HOW IS HSN PERFORMED?

o   HSN is usually done after the menstrual period finishes. In women not menstruating (such as those on medications suppressing the menstrual cycle, post- menopausal women, etc.), it may be done at any time.

o   The procedure begins with an ultrasound examination using a probe placed in the vagina.

o   Next, a speculum is introduced and a narrow catheter is placed in the vagina, through the cervix, and into the uterine cavity. The ultrasound examination is continued while sterile saline (salt water) is put into the uterus.

o   The saline solution fills the uterus, helping to outline the uterine walls and cavity. This shows abnormalities such as fibroids, polyps, or scar tissue inside the uterus

 WHAT ARE THE RISKS AND COMPLICATIONS?

o   HSN is a very safe procedure and usually is performed without incident. Serious complications are rare. The most common serious complication with SHG is pelvic nfection. However, this occurs less than 1% of the time and usually occurs when a woman also has a block or infection of the fallopian tubes.

o   HSN may also cause cramping, spotting, and vaginal discharge. Some women have cramping for several hours after the procedure. It is often recommended   to take a medication such as ibuprofen before this test. Some doctors may also prescribe stronger pain medication and/or antibiotics before the procedure. You should call your doctor if you experience pain or fever in the 1–2 days after the SHG.

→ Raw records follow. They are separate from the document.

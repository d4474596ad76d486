//! Central application state.
//!
//! All mutable state lives here so that the rest of the app can be pure
//! functions over `&AppState` (rendering) or `&mut AppState` (event handling).

use std::collections::VecDeque;
use std::sync::mpsc::Sender;
use std::time::{Duration, Instant};

use chrono::NaiveDateTime;
use ratatui::layout::Rect;
use tracing::warn;

use super::store_runtime::ProfileWrite;
use crate::config::AppConfig;
use crate::core::controller::DeckController;
use crate::core::store::{RecStore, SavedSection, SavedSort};
use crate::ui::animate::Tween;
use crate::ui::deck_widget::DeckRow;

/// Which view / overlay is currently active.
#[derive(Debug, Clone, Copy, PartialEq, Eq, Default)]
pub enum ActiveView {
    #[default]
    Deck,
    SettingsMenu,
    ControlsSubmenu,
    SavedList,
}

// ───────────────────────────────────────── gestures ──────────

/// Sliding window of recent drag positions, for release velocity.
///
/// Velocity is measured over roughly the last [`TRACE_WINDOW_MS`] of motion,
/// so a drag that pauses before release reads as stationary rather than as
/// its earlier peak speed.
#[derive(Debug, Default)]
pub struct GestureTrace {
    samples: VecDeque<(Instant, f64)>,
}

/// How far back the velocity window reaches.
const TRACE_WINDOW_MS: u64 = 80;

impl GestureTrace {
    pub fn push(&mut self, at: Instant, pos: f64) {
        self.samples.push_back((at, pos));
        while let Some(&(t, _)) = self.samples.front() {
            let stale = at.duration_since(t) > Duration::from_millis(TRACE_WINDOW_MS);
            if stale && self.samples.len() > 2 {
                self.samples.pop_front();
            } else {
                break;
            }
        }
    }

    /// Signed velocity in positions per millisecond across the window.
    pub fn velocity(&self) -> f64 {
        let (first, last) = match (self.samples.front(), self.samples.back()) {
            (Some(f), Some(l)) => (f, l),
            _ => return 0.0,
        };
        let dt_ms = last.0.duration_since(first.0).as_secs_f64() * 1000.0;
        if dt_ms <= 0.0 {
            return 0.0;
        }
        (last.1 - first.1) / dt_ms
    }

    pub fn clear(&mut self) {
        self.samples.clear();
    }
}

/// State of the current mouse gesture over the deck.
#[derive(Debug, Clone, Copy, PartialEq, Default)]
pub enum MouseGesture {
    #[default]
    Idle,
    /// Button is down but the drag direction is not yet known.
    Pending { col: u16, row: u16 },
    /// Vertical drag: the deck scrolls with the pointer.
    VerticalDrag { start_row: u16, start_offset: f64 },
    /// Horizontal drag: the card under the pointer swipes sideways.
    HorizontalSwipe { start_col: u16, row: usize },
}

/// What a released (or held) swipe is currently doing.
#[derive(Debug, Clone, PartialEq)]
pub enum SwipeAnim {
    /// Pointer is down; `dx` follows it directly.
    Held,
    /// Released past the trigger: sliding off at `velocity` columns/ms.
    SlideOut { velocity: f64 },
    /// Released short of the trigger: easing back to rest.
    SnapBack { tween: Tween, from_dx: f64 },
}

/// Horizontal displacement of one card, in columns.
#[derive(Debug, Clone, PartialEq)]
pub struct SwipeProgress {
    pub row: usize,
    pub dx: f64,
    pub anim: SwipeAnim,
}

/// Collapse animation for the gap a removed card leaves behind.  Rows below
/// `row` are drawn shifted up by `height * eased` until the tween lands and
/// the geometry takes over.
#[derive(Debug, Clone, PartialEq)]
pub struct SettleAnim {
    pub row: usize,
    pub height: f64,
    pub tween: Tween,
}

/// State of the saved popup while it is open.
#[derive(Debug)]
pub struct SavedViewState {
    pub sort: SavedSort,
    pub sections: Vec<SavedSection>,
    /// Selected entry, counted across sections.
    pub selected: usize,
    /// First visible list row.
    pub scroll: usize,
}

// ───────────────────────────────────────── app state ─────────

/// Top-level application state.
pub struct AppState {
    /// Deck rows in display order (parallel to the controller's ledger).
    pub rows: Vec<DeckRow>,
    /// Scroll controller: paging, dismissal and arrival bookkeeping.
    pub controller: DeckController,
    /// Offset actually drawn this frame, in fractional rows.
    pub view_offset: f64,
    /// In-flight animated scroll, if any.
    pub glide: Option<crate::ui::animate::ScrollGlide>,
    /// In-flight card swipe, if any.
    pub swipe: Option<SwipeProgress>,
    /// Collapse animation for a just-dismissed card, if any.
    pub settle: Option<SettleAnim>,
    /// Current mouse gesture over the deck.
    pub gesture: MouseGesture,
    /// Recent vertical drag positions, for release velocity.
    pub drag_trace: GestureTrace,
    /// Recent horizontal swipe positions, for release velocity.
    pub swipe_trace: GestureTrace,
    /// Time of the most recent wheel notch; the streak ends after a lull.
    pub wheel_last: Option<Instant>,
    /// While `true`, new horizontal swipes are refused (deck is between pages).
    pub swipe_shield: bool,
    /// Controls the main event loop.
    pub should_quit: bool,
    /// An optional status message shown in the bottom bar.
    pub status_message: Option<String>,
    /// Which view / overlay is currently shown.
    pub active_view: ActiveView,
    /// User-configurable keybindings and deck settings.
    pub config: AppConfig,
    /// Currently highlighted item in the settings menu.
    pub settings_selected: usize,
    /// Currently highlighted item in the controls submenu.
    pub controls_selected: usize,
    /// When `true`, the controls submenu is waiting for the user to press
    /// a key to rebind the action at `controls_selected`.
    pub awaiting_rebind: bool,
    /// Catalog plus this user's saved and dismissed ids.
    pub store: RecStore,
    /// Background profile writer; `None` once teardown has begun.
    pub profile_tx: Option<Sender<ProfileWrite>>,
    /// Set by the handler to make the main loop start a catalog reload.
    pub refresh_requested: bool,
    /// Monotonic generation id used to ignore stale catalog reloads.
    pub refresh_generation: u64,
    /// Advances while refreshing; drives the spinner frames.
    pub spinner_tick: u64,
    /// Saved popup state while it is open.
    pub saved: Option<SavedViewState>,
    /// Fixed clock from `--now`; `None` uses the wall clock.
    pub fake_now: Option<NaiveDateTime>,
    /// Most recent terminal size, for mouse hit-testing.
    pub terminal_area: Rect,
    /// Previous animation tick, for frame deltas.
    pub last_tick: Instant,
}

impl AppState {
    pub fn new(rows: Vec<DeckRow>, store: RecStore, config: AppConfig) -> Self {
        let controller = DeckController::new(rows.len());
        Self {
            rows,
            controller,
            view_offset: 0.0,
            glide: None,
            swipe: None,
            settle: None,
            gesture: MouseGesture::default(),
            drag_trace: GestureTrace::default(),
            swipe_trace: GestureTrace::default(),
            wheel_last: None,
            swipe_shield: false,
            should_quit: false,
            status_message: None,
            active_view: ActiveView::default(),
            config,
            settings_selected: 0,
            controls_selected: 0,
            awaiting_rebind: false,
            store,
            profile_tx: None,
            refresh_requested: false,
            refresh_generation: 0,
            spinner_tick: 0,
            saved: None,
            fake_now: None,
            terminal_area: Rect::default(),
            last_tick: Instant::now(),
        }
    }

    /// The clock the deck runs on.
    pub fn now(&self) -> NaiveDateTime {
        self.fake_now
            .unwrap_or_else(|| chrono::Local::now().naive_local())
    }

    /// Largest legal scroll offset for the current content and viewport.
    pub fn max_offset(&self) -> f64 {
        let ledger = self.controller.ledger();
        (ledger.content_len() - self.controller.viewport_height()).max(0.0)
    }

    /// 1-based position of the current card among the live rows, with the
    /// live total.  `(0, 0)` when the deck is empty.
    pub fn deck_position(&self) -> (usize, usize) {
        let current = self.controller.current().index;
        let mut position = 0;
        let mut total = 0;
        for (index, _) in self.controller.ledger().active_heights() {
            total += 1;
            if index <= current {
                position = total;
            }
        }
        (position, total)
    }

    /// Hand the current profile to the background writer; falls back to a
    /// synchronous write when the writer is gone.
    pub fn queue_profile_write(&mut self) {
        let write = ProfileWrite {
            path: self.store.profile_path().to_path_buf(),
            contents: self.store.serialise_profile(),
        };
        let sent = match &self.profile_tx {
            Some(tx) => tx.send(write).is_ok(),
            None => false,
        };
        if !sent {
            if let Err(err) = self.store.save_profile() {
                warn!("profile write failed: {err:#}");
            }
        }
    }
}

// ───────────────────────────────────────── tests ─────────────

#[cfg(test)]
mod tests {
    use super::*;

    #[test]
    fn trace_velocity_spans_first_to_last_sample() {
        let t0 = Instant::now();
        let mut trace = GestureTrace::default();
        trace.push(t0, 0.0);
        trace.push(t0 + Duration::from_millis(20), 4.0);
        trace.push(t0 + Duration::from_millis(40), 8.0);
        // 8 positions over 40ms.
        assert!((trace.velocity() - 0.2).abs() < 1e-9);
    }

    #[test]
    fn trace_forgets_motion_older_than_its_window() {
        let t0 = Instant::now();
        let mut trace = GestureTrace::default();
        // Fast early motion...
        trace.push(t0, 0.0);
        trace.push(t0 + Duration::from_millis(10), 30.0);
        // ...then a long stationary hold before release.
        for ms in [100u64, 150, 200, 250] {
            trace.push(t0 + Duration::from_millis(ms), 30.0);
        }
        assert!(trace.velocity().abs() < 1e-9);
    }

    #[test]
    fn trace_with_one_sample_reads_zero() {
        let mut trace = GestureTrace::default();
        trace.push(Instant::now(), 12.0);
        assert_eq!(trace.velocity(), 0.0);
    }
}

 Your physician will determine the best test(s)for you based on your medical history.  Some patients who completed an HSG will also need an HSN based on the results of the HSG.  Small irregularities that may not be identified by the HSG can be detected by this evaluation.  By the same token, some patients who completed an HSN will also require an HSG if there are unanswered questions regarding the fallopian tubes.  As you complete either test, your physician will share the results with you and let you know if more testing is recommended.